Às vezes acontece, e acontece sobretudo quando há um nome que concentra em si as maiores atenções num determinado 'slot' festivaleiro, deixando outros espetáculos às moscas. Não terá acontecido a Herman José, que cerca de 40 minutos depois do início do seu 'stand-up' no palco Comédia do NOS Alive, via uma pequena multidão abandonar o espaço ao som de 'És Tão Boa' - infelizmente, já não fomos a tempo de apanhar sequer um niquinho. Aconteceu, porém, a Nilüfer Yanya, que às 23h45 em ponto tinha na vasta tenda do palco Heineken um número de pessoas que conseguiria, porventura, meter numa festa em casa.

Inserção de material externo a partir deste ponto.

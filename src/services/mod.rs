pub mod directory;
pub mod duplicates;
pub mod memory;

pub use directory::DirectoryStore;
pub use duplicates::DuplicateService;
pub use memory::MemoryStore;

Poucos mas bons, manda o cliché dizer. E, paulatinamente, cada vez mais, até que no final se poderá dizer que a cantora e compositora britânica terá saído do festival com 10 vezes mais fãs do que quando entrou em palco.
Yanya é incatalogável no cenário rock britânico. Senhora de uma voz flexível e maleável, passa do grave torneado a agudos elegantes, num ping pong onde o frenesim não é gratuito, onde o fraseado lírico é rítmico, musical, guia de canções sinuosas. Canções plenas de desvios, aflições, saídas de emergência e feitas de um ziguezaguear constante entre a ansiedade e o apaziguamento (com vantagem para a primeira).

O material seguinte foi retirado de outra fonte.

use anyhow::{Context, Result};
use clap::{Parser, Subcommand};
use cleanrs::core::thumbnail::render_thumbnail;
use cleanrs::{
    CleanerConfig, DeletionMode, DirectoryStore, DuplicateService, ScanPhase, ScanProgress,
    ScanReport, SimilarityScorer, average_hash_distance, cosine_similarity, extract_features,
};
use dialoguer::Confirm;
use indicatif::{ProgressBar, ProgressStyle};
use serde::Serialize;
use std::path::{Path, PathBuf};
use std::sync::Arc;
use std::time::{Duration, Instant};
use tokio::sync::mpsc;
use tracing_subscriber::EnvFilter;

#[derive(Parser, Debug)]
#[command(name = "cleanrs", version, about = "Find and remove visually duplicate photos")]
struct Cli {
    /// Config file (default: `<config dir>/cleanrs/config.json` if present)
    #[arg(long, global = true, value_name = "FILE")]
    config: Option<PathBuf>,

    #[command(subcommand)]
    command: Commands,
}

#[derive(Subcommand, Debug)]
enum Commands {
    /// Duplicate workflows
    Duplicates {
        #[command(subcommand)]
        command: Dups,
    },

    /// Compare two images by colour histogram and average hash
    Compare {
        first: PathBuf,
        second: PathBuf,
    },
}

#[derive(Subcommand, Debug)]
enum Dups {
    /// Find and list duplicate groups
    Scan {
        /// Directory to scan
        #[arg(short, long, value_name = "DIR")]
        path: PathBuf,
        /// Print groups as JSON
        #[arg(long)]
        json: bool,
    },

    /// Delete duplicates, either the earliest photo of each group or a selection
    Delete {
        /// Directory to clean
        #[arg(short, long, value_name = "DIR")]
        path: PathBuf,
        /// Delete the earliest photo of every group
        #[arg(long, conflicts_with = "select", required_unless_present = "select")]
        first_of_each: bool,
        /// Photo ids to delete (as printed by `scan`)
        #[arg(long, value_name = "ID", num_args = 1..)]
        select: Vec<String>,
        /// Skip the confirmation prompt
        #[arg(short, long)]
        yes: bool,
        /// Only show what would be deleted
        #[arg(long)]
        dry_run: bool,
    },
}

#[derive(Serialize)]
struct GroupView {
    name: String,
    photo_count: usize,
    size_mb: f64,
    photos: Vec<PhotoView>,
}

#[derive(Serialize)]
struct PhotoView {
    id: String,
    path: Option<PathBuf>,
    created_at: Option<String>,
    size_bytes: u64,
}

#[tokio::main]
async fn main() -> Result<()> {
    tracing_subscriber::fmt()
        .with_env_filter(
            EnvFilter::try_from_default_env().unwrap_or_else(|_| EnvFilter::new("info")),
        )
        .with_writer(std::io::stderr)
        .init();

    let cli = Cli::parse();
    let config = load_config(cli.config.as_deref())?;

    match cli.command {
        Commands::Duplicates { command } => match command {
            Dups::Scan { path, json } => {
                let service = open_library(&path, &config, !json)?;
                let report = run_scan(&service).await?;

                if json {
                    let groups = group_views(&service);
                    println!("{}", serde_json::to_string_pretty(&groups)?);
                } else {
                    print_report(&service, &report);
                }
            }

            Dups::Delete {
                path,
                first_of_each,
                select,
                yes,
                dry_run,
            } => {
                let service = open_library(&path, &config, true)?;
                let report = run_scan(&service).await?;
                if report.groups.is_empty() {
                    println!("No duplicates found.");
                    return Ok(());
                }

                let mode = if first_of_each {
                    DeletionMode::FirstOfEachGroup
                } else {
                    for id in &select {
                        service.select(id);
                    }
                    DeletionMode::Selected
                };

                let plan = service.plan(mode);
                for id in select.iter().filter(|id| !plan.targets.contains(*id)) {
                    eprintln!("⚠️  {} is not in any duplicate group; ignoring", id);
                }
                if plan.is_empty() {
                    println!("Nothing to delete.");
                    return Ok(());
                }

                println!("\n🗑️  {} photo(s) selected for deletion:", plan.len());
                for id in &plan.targets {
                    println!("   ▶ {}", describe(service.store(), id));
                }

                if dry_run {
                    println!("\n⚠️  Dry-run only; no files were changed.");
                    return Ok(());
                }

                if !yes {
                    let confirmed = Confirm::new()
                        .with_prompt(format!("Permanently delete {} photo(s)?", plan.len()))
                        .default(false)
                        .interact()
                        .context("Failed to read confirmation")?;
                    if !confirmed {
                        println!("Aborted; nothing was deleted.");
                        return Ok(());
                    }
                }

                let outcome = match mode {
                    DeletionMode::FirstOfEachGroup => service.delete_first_of_each_group().await,
                    DeletionMode::Selected => service.delete_selected().await,
                }
                .context("Deletion failed")?;

                println!(
                    "\n✅ Deleted {} photo(s); {} duplicate group(s) remain",
                    outcome.removed.len(),
                    outcome.groups_remaining
                );
            }
        },

        Commands::Compare { first, second } => {
            compare(&first, &second, &config)?;
        }
    }

    Ok(())
}

fn load_config(path: Option<&Path>) -> Result<CleanerConfig> {
    match path {
        Some(path) => CleanerConfig::load(path)
            .with_context(|| format!("Failed to load config {:?}", path)),
        None => CleanerConfig::load_or_default().context("Failed to load default config"),
    }
}

fn open_library(
    path: &Path,
    config: &CleanerConfig,
    show_progress: bool,
) -> Result<DuplicateService<DirectoryStore>> {
    if !path.is_dir() {
        anyhow::bail!("{} is not a directory", path.display());
    }

    let store = Arc::new(DirectoryStore::new(path, &config.extensions));
    let service = DuplicateService::new(store, config.clone());
    if !show_progress {
        return Ok(service);
    }

    println!("▶ Scanning for duplicates in: {}", path.display());
    let (progress_tx, progress_rx) = mpsc::unbounded_channel();
    tokio::spawn(drive_progress_bar(progress_rx));
    Ok(service.with_progress_sender(progress_tx))
}

async fn drive_progress_bar(mut progress_rx: mpsc::UnboundedReceiver<ScanProgress>) {
    let bar = ProgressBar::new_spinner();
    if let Ok(style) =
        ProgressStyle::with_template("{spinner:.green} [{bar:30}] {pos}/{len} {msg}")
    {
        bar.set_style(style.progress_chars("=> "));
    }
    bar.enable_steady_tick(Duration::from_millis(100));

    while let Some(progress) = progress_rx.recv().await {
        bar.set_length(progress.total as u64);
        bar.set_position(progress.processed as u64);
        match progress.phase {
            ScanPhase::Listing => bar.set_message("listing photos…"),
            ScanPhase::Fingerprinting => bar.set_message("fingerprinting…"),
            ScanPhase::Grouping => bar.set_message("grouping…"),
            ScanPhase::Complete => {
                bar.finish_with_message("scan complete");
                return;
            }
        }
    }
    bar.finish_and_clear();
}

async fn run_scan(service: &DuplicateService<DirectoryStore>) -> Result<ScanReport> {
    let start = Instant::now();
    let report = service.scan().await.context("Scan failed")?;
    log::info!("⏱ scanning took {:.2?}", start.elapsed());
    Ok(report)
}

fn describe(store: &DirectoryStore, id: &str) -> String {
    match store.path_of(id) {
        Some(path) => format!("{}  {}", id, path.display()),
        None => id.to_string(),
    }
}

fn print_report(service: &DuplicateService<DirectoryStore>, report: &ScanReport) {
    if report.skipped > 0 {
        println!("⚠️  {} photo(s) could not be read and were skipped", report.skipped);
    }
    if report.groups.is_empty() {
        println!("No duplicates found.");
        return;
    }

    println!("Found {} duplicate group(s):", report.groups.len());
    for group in &report.groups {
        println!(
            "\n✨ {} ({} photos, {:.2} MB)",
            group.name,
            group.photo_count(),
            group.size_mb
        );
        for photo in &group.photos {
            println!("   ▶ {}", describe(service.store(), &photo.id));
        }
    }
}

fn group_views(service: &DuplicateService<DirectoryStore>) -> Vec<GroupView> {
    service
        .snapshot()
        .groups
        .iter()
        .map(|group| GroupView {
            name: group.name.clone(),
            photo_count: group.photo_count(),
            size_mb: group.size_mb,
            photos: group
                .photos
                .iter()
                .map(|photo| PhotoView {
                    id: photo.id.clone(),
                    path: service.store().path_of(&photo.id),
                    created_at: photo.created_at.map(|date| date.to_rfc3339()),
                    size_bytes: photo.size_bytes,
                })
                .collect(),
        })
        .collect()
}

fn compare(first: &Path, second: &Path, config: &CleanerConfig) -> Result<()> {
    let open = |path: &Path| -> Result<image::DynamicImage> {
        let img = image::open(path).with_context(|| format!("Failed to decode {:?}", path))?;
        Ok(render_thumbnail(img, config.thumbnail_size))
    };
    let a = open(first)?;
    let b = open(second)?;

    let scorer = SimilarityScorer::new(config.similarity_threshold);
    let similarity = cosine_similarity(&extract_features(&a), &extract_features(&b));

    println!("Histogram similarity: {:.4}", similarity);
    println!(
        "Visually identical (≥ {}): {}",
        scorer.threshold(),
        if scorer.images_are_visually_identical(&a, &b) { "yes" } else { "no" }
    );
    println!("Average hash distance: {}", average_hash_distance(&a, &b));
    Ok(())
}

Poderá dizer-se que Yanya, que tem dois elogiadíssimos discos lançados em 2019 e 2022 ("Miss Universe" e "Painless", respetivamente), joga os trunfos da galesa Cate Le Bon, incorporando uma liga que antigamente se designaria de art-rock, género capaz de incutir um cunho aventureiro ao rock sem, contudo, o estilhaçar em experimentalismo extremista. Mantendo-nos em terras britânicas, terá também uma centelha de Lonelady, cantora e produtora de Manchester, no exame laboratorial de um pós-punk hermético. E o seu quê de PJ Harvey, especialmente na crueza com que, por vezes, aborda a guitarra (e não foi de estranhar que uma versão de 'Rid of Me' tivesse surgido no alinhamento).

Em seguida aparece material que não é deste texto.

use chrono::{DateTime, Utc};
use image::DynamicImage;
use serde::{Deserialize, Serialize};
use std::sync::Arc;

const BYTES_PER_MB: f64 = 1024.0 * 1024.0;

/// A stored image as the photo store knows it.
#[derive(Debug, Clone, PartialEq, Eq, Serialize, Deserialize)]
pub struct Asset {
    pub id: String,
    pub created_at: Option<DateTime<Utc>>,
    pub size_bytes: u64,
}

impl Asset {
    pub fn new(id: impl Into<String>, created_at: Option<DateTime<Utc>>, size_bytes: u64) -> Self {
        Self {
            id: id.into(),
            created_at,
            size_bytes,
        }
    }

    pub fn size_mb(&self) -> f64 {
        bytes_to_mb(self.size_bytes)
    }
}

/// Display view of an asset: its identifier plus the decoded thumbnail.
#[derive(Debug, Clone, PartialEq, Serialize)]
pub struct Photo {
    pub id: String,
    pub created_at: Option<DateTime<Utc>>,
    pub size_bytes: u64,
    #[serde(skip)]
    pub thumbnail: Arc<DynamicImage>,
}

impl Photo {
    pub fn new(asset: &Asset, thumbnail: DynamicImage) -> Self {
        Self {
            id: asset.id.clone(),
            created_at: asset.created_at,
            size_bytes: asset.size_bytes,
            thumbnail: Arc::new(thumbnail),
        }
    }

    pub fn dimensions(&self) -> (u32, u32) {
        (self.thumbnail.width(), self.thumbnail.height())
    }
}

pub fn bytes_to_mb(bytes: u64) -> f64 {
    bytes as f64 / BYTES_PER_MB
}

#[cfg(test)]
mod tests {
    use super::*;

    #[test]
    fn test_size_in_megabytes() {
        let asset = Asset::new("a", None, 3 * 1024 * 1024);
        assert!((asset.size_mb() - 3.0).abs() < f64::EPSILON);
        assert_eq!(bytes_to_mb(0), 0.0);
    }

    #[test]
    fn test_photo_carries_asset_identity() {
        let asset = Asset::new("ast_1", None, 42);
        let photo = Photo::new(&asset, DynamicImage::new_rgb8(4, 3));

        assert_eq!(photo.id, "ast_1");
        assert_eq!(photo.size_bytes, 42);
        assert_eq!(photo.dimensions(), (4, 3));
    }
}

Em palco, Nilüfer ocupa uma posição central, longo vestido negro e guitarra na mãos, pedais ao dispor para empurrar ou puxar as canções para/de territórios que tanto tocam o etéreo como o crispante. Consigo, uma teclista/saxofonista (e como foi importante o saxofone para incutir um ambiente narcótico e misteriosamente jazzístico, por exemplo, a 'Belong With You'), uma baixista e um baterista.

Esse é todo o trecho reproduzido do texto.